Verticalismo vs. desorden: las razones detrás del arrollador triunfo de Massa en la Provincia

La pregunta que en todos los búnkeres de campaña opositoras y en los medios de comunicación empezó a repetirse es ¿Qué pasa en el Conurbano?... ¿Por qué la gente volvió a votar al peronismo en Lomas de Zamora?... ¿Por qué no le importa la corrupción, que en definitiva es plata que le saca la política ellos mismos?...

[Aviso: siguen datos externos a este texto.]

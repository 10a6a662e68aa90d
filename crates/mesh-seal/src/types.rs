//! Core mesh data types.

use nalgebra::Point3;

/// A vertex in the mesh.
///
/// Positions only. Coordinates are typically in millimeters but the library
/// is unit-agnostic; the welding tolerance is what ties it to a scale.
#[derive(Debug, Clone, Copy, PartialEq)]
pub struct Vertex {
    /// 3D position.
    pub position: Point3<f64>,
}

impl Vertex {
    /// Create a new vertex at the given position.
    #[inline]
    pub fn new(position: Point3<f64>) -> Self {
        Self { position }
    }

    /// Create a vertex from raw coordinates.
    #[inline]
    pub fn from_coords(x: f64, y: f64, z: f64) -> Self {
        Self::new(Point3::new(x, y, z))
    }
}

/// A triangle mesh with indexed vertices and faces.
#[derive(Debug, Clone, Default, PartialEq)]
pub struct Mesh {
    /// Vertex data.
    pub vertices: Vec<Vertex>,

    /// Triangle faces as indices into the vertex array.
    /// Each face is [v0, v1, v2]; winding is informational and preserved
    /// where possible, but never globally enforced.
    pub faces: Vec<[u32; 3]>,
}

impl Mesh {
    /// Create a new empty mesh.
    pub fn new() -> Self {
        Self {
            vertices: Vec::new(),
            faces: Vec::new(),
        }
    }

    /// Create a mesh with pre-allocated capacity.
    pub fn with_capacity(vertex_count: usize, face_count: usize) -> Self {
        Self {
            vertices: Vec::with_capacity(vertex_count),
            faces: Vec::with_capacity(face_count),
        }
    }

    /// Number of vertices in the mesh.
    #[inline]
    pub fn vertex_count(&self) -> usize {
        self.vertices.len()
    }

    /// Number of faces (triangles) in the mesh.
    #[inline]
    pub fn face_count(&self) -> usize {
        self.faces.len()
    }

    /// Check if the mesh is empty (no vertices or faces).
    #[inline]
    pub fn is_empty(&self) -> bool {
        self.vertices.is_empty() || self.faces.is_empty()
    }

    /// Append a vertex and return its index.
    #[inline]
    pub fn push_vertex(&mut self, vertex: Vertex) -> u32 {
        let index = self.vertices.len() as u32;
        self.vertices.push(vertex);
        index
    }
}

Los interrogantes se dan hasta con un asombro incomprensible. Y, en algún modo, quienes se sorprenden tienen la lógica de la coherencia. El peronismo kirchnerista se ha transformado en un incendiario de ilusiones que luego te acerca un par de baldes para que los damnificados salven algunas cosas.

¿Qué pasó en esta oportunidad que no había sucedido en las últimas elecciones generales?... Hubo un crecimiento espectacular de la cantidad de votantes en favor de Unión por la Patria promovida, fundamentalmente, por una mayoría de intendentes bonaerenses que manejan populosos distritos la Provincia y, además, una ruptura casi en dos de las referencias opositoras.

En esta oportunidad, para que Sergio Massa consiguiera un 8% más en el territorio más poblado del país se dieron algunas circunstancias particulares. La primera. Sus dirigentes, a diferencia de los de la oposición de Juntos por el Cambio, entienden que las internas son para dirimir conducciones y los que perdieron terminaron acompañando al ganador. El temor a la interperie eterna pesa más que los rencores.

En los cambiemistas, en cambio, todo fue desorden y desconfianza. Horacio Rodríguez Larreta y Patricia Bullrich extremaron la competencia interna e impidieron que hubiera una lista de unidad, como sucedió en la mayoría de los casos del peronismo. Además, cuando fracasó la idea que Diego Santilli fuera candidato de unidad, todos sus rivales salieron a competirle a quienes tenían casi asegurada la hegemonía territorial e inclusive le quisieron disputar las PASO a los jefes comunales del espacio.

Todos los intendentes de Juntos por el Cambio militaron el corte de boleta de diferentes formas. Explícita como Diego Valenzuela y Julio Garro, en Tres de Febrero y La Plata, o con más rastrillaje personal, como Jaime Méndez y Joaquín De la Torre en San Miguel. Inclusive Diego Kravetz pidió el corte en Lanús, donde Néstor Grindetti, su jefe político, se disputaba la candidatura a la gobernación.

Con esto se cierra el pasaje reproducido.